It’s been almost 8 years in the making.
It was 2006. The Cardinals had made a surprise run to the World Series, finding their mojo after an uneven and, at times, challenging 83-78 season.
Technology advances rapidly, and between 2004 and 2006 tickets went pretty much 100% to the bar-code scan system for entry in most major stadiums across the US. Busch Stadium was no exception.
For the event hosts, it was a way to protect customers from fraud while managing inventory. For patrons, it was those things… plus the ability to have a memento not torn up.
Some members of the STL Police Department thought they saw an opportunity to exploit that last point. When they busted ticket scalpers and confiscated their passes, they were submitted to evidence.
But if a family member or friend of an officer could use them… well, they’d look the same if they were just ‘borrowed’ for a few hours, right?
It was bad idea.
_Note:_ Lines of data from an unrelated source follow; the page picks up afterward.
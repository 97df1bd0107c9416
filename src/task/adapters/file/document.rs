//! Markdown task documents with a YAML front-matter block.
//!
//! A document looks like:
//!
//! ```text
//! ---
//! taskKey: T1
//! status: PENDING_REVIEW
//! reviews:
//! - by: alice
//!   from: DRAFT
//!   to: PENDING_REVIEW
//!   ...
//! ---
//!
//! Free-form body.
//! ```

use crate::task::domain::{TaskKey, TaskRecord};
use minijinja::{Environment, context};
use serde_yaml::{Mapping, Value};
use thiserror::Error;

const DELIMITER: &str = "---";
const TASK_KEY_FIELD: &str = "taskKey";

const DEFAULT_BODY_TEMPLATE: &str = "# {{ task_key }}{% if title %}: {{ title }}{% endif %}\n\n\
Review lifecycle record. The metadata block above is maintained by devflow;\n\
edit the body freely.\n";

/// Errors raised while decoding or encoding a task document.
#[derive(Debug, Clone, Error, PartialEq, Eq)]
pub enum DocumentError {
    /// The opening delimiter is not followed by a closing one.
    #[error("front matter is not terminated by '---'")]
    UnterminatedFrontMatter,

    /// The front matter is not valid YAML for a task record.
    #[error("invalid front matter: {0}")]
    InvalidMetadata(String),

    /// The front matter names a different task than the document location.
    #[error("front matter names task '{found}' but document belongs to '{expected}'")]
    KeyMismatch {
        /// Key derived from the document location.
        expected: String,
        /// Key found in the front matter.
        found: String,
    },

    /// The record could not be serialised.
    #[error("failed to encode front matter: {0}")]
    Encode(String),

    /// The default body template failed to render.
    #[error("failed to render document body: {0}")]
    Template(String),
}

/// Splits a document into its raw front matter and body.
///
/// Documents without an opening delimiter have no front matter.
///
/// # Errors
///
/// Returns [`DocumentError::UnterminatedFrontMatter`] when the block is
/// opened but never closed.
pub fn split_front_matter(contents: &str) -> Result<(Option<&str>, &str), DocumentError> {
    let Some(after_open) = contents
        .strip_prefix(DELIMITER)
        .and_then(strip_line_break)
    else {
        return Ok((None, contents));
    };

    if let Some(after_close) = after_open.strip_prefix(DELIMITER) {
        return closing_tail(after_close).map(|body| (Some(""), body));
    }

    let mut remainder = after_open;
    let mut consumed = 0;
    while let Some((head, tail)) = remainder.split_once("\n---") {
        consumed += head.len() + 1;
        if let Ok(body) = closing_tail(tail) {
            let (yaml, _) = after_open.split_at(consumed);
            return Ok((Some(yaml), body));
        }
        consumed += DELIMITER.len();
        remainder = tail;
    }

    Err(DocumentError::UnterminatedFrontMatter)
}

fn strip_line_break(value: &str) -> Option<&str> {
    value
        .strip_prefix("\r\n")
        .or_else(|| value.strip_prefix('\n'))
}

/// Accepts the text following a closing delimiter and returns the body.
fn closing_tail(tail: &str) -> Result<&str, DocumentError> {
    if tail.is_empty() {
        return Ok(tail);
    }
    let body = strip_line_break(tail).ok_or(DocumentError::UnterminatedFrontMatter)?;
    Ok(strip_line_break(body).unwrap_or(body))
}

/// Decodes a document stored for `task_key`.
///
/// Missing metadata fields take their defaults: a document without a
/// `status` is a draft, and a document without `taskKey` adopts the key it
/// is stored under.
///
/// # Errors
///
/// Returns [`DocumentError`] when the front matter is unterminated, is not a
/// YAML mapping, fails to deserialize, or names a different task.
pub fn decode(task_key: &TaskKey, contents: &str) -> Result<TaskRecord, DocumentError> {
    let (front_matter, body) = split_front_matter(contents)?;
    let mut metadata = match front_matter.map(serde_yaml::from_str::<Value>).transpose() {
        Ok(Some(Value::Mapping(mapping))) => mapping,
        Ok(Some(Value::Null) | None) => Mapping::new(),
        Ok(Some(_)) => {
            return Err(DocumentError::InvalidMetadata(
                "front matter must be a mapping".to_owned(),
            ));
        }
        Err(err) => return Err(DocumentError::InvalidMetadata(err.to_string())),
    };

    match metadata.get(TASK_KEY_FIELD) {
        None => {
            metadata.insert(
                Value::String(TASK_KEY_FIELD.to_owned()),
                Value::String(task_key.as_str().to_owned()),
            );
        }
        Some(Value::String(found)) if found.trim() == task_key.as_str() => {}
        Some(other) => {
            return Err(DocumentError::KeyMismatch {
                expected: task_key.to_string(),
                found: describe(other),
            });
        }
    }

    let mut record: TaskRecord = serde_yaml::from_value(Value::Mapping(metadata))
        .map_err(|err| DocumentError::InvalidMetadata(err.to_string()))?;
    body.clone_into(&mut record.body);
    Ok(record)
}

fn describe(value: &Value) -> String {
    match value {
        Value::String(text) => text.clone(),
        other => serde_yaml::to_string(other)
            .map(|text| text.trim_end().to_owned())
            .unwrap_or_default(),
    }
}

/// Encodes a record as a document.
///
/// Records with an empty body receive a rendered default body.
///
/// # Errors
///
/// Returns [`DocumentError::Encode`] when the metadata cannot be serialised
/// or [`DocumentError::Template`] when the default body fails to render.
pub fn encode(record: &TaskRecord) -> Result<String, DocumentError> {
    let yaml =
        serde_yaml::to_string(record).map_err(|err| DocumentError::Encode(err.to_string()))?;
    let body = if record.body.is_empty() {
        default_body(record)?
    } else {
        record.body.clone()
    };
    Ok(format!("{DELIMITER}\n{yaml}{DELIMITER}\n\n{body}"))
}

/// Renders the body written into a newly created document.
///
/// # Errors
///
/// Returns [`DocumentError::Template`] when rendering fails.
pub fn default_body(record: &TaskRecord) -> Result<String, DocumentError> {
    let environment = Environment::new();
    environment
        .render_str(
            DEFAULT_BODY_TEMPLATE,
            context! {
                task_key => record.task_key.as_str(),
                title => record.title.as_deref(),
            },
        )
        .map_err(|err| DocumentError::Template(err.to_string()))
}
Made worse by the fact that the whole scheme was busted up by loose lips and eagle-eyed observers of the people that lost the tickets to the officers in the first place. All in all 8 officers were suspended then demoted, but never fired. Seven others faced unspecified discipline.
It could (and should) have probably ended there. A story about some cops with a bad idea who got caught up in Cardinals fever and made mistakes.
Obviously, they needed to be punished. And they were.
But when the ALCU and other media organizations, including the St. Louis Post-Dispatch, did their natural follow-up work and started to request documents via the Freedom of Information Act, the STLPD pushed back.
And they haven’t stopped for 7 years.
Now, after 2 judges have ordered the release of records, we’re starting to see what the STLPD was fighting so hard to keep out of the public domain.
The Post-Dispatch has been reporting on this case the entire time, so for all the details CLICK HERE and you can read the entire piece.
- Police Sgt. Anthony Boone, now in the Third District, kept $7,000 in a locked safe in his office for nearly six months, even though department policy required that it be sent to the Asset Forfeiture Division within 48 hours of being seized. An additional $4,700 was kept in the safe for three months.
- The interviews show that the tickets used by officers in the scalper cases in October 2006 were not available to Internal Affairs investigators for weeks after they began investigating that December. The commanders could not explain why.
- Lt. Scott Gardner, now the Internal Affairs commander, caused a stir with testimony that the department would never release records of disciplinary investigations — even if it could help exonerate a criminal defendant.
After reading the entire article, it’s hard not to surmise that the STLPD probably should have spent the past 7 years working on making their evidence procedures rock solid instead of spending money and effort trying to tamp down interest in this case.
Now that the information is released, let’s hope the STLPD takes serious steps towards improving how evidence is handled. All citizens should have the right to be proven guilty before being punished. And if the evidence isn’t being taken care of in a fair way, it’s hard to see how that happens.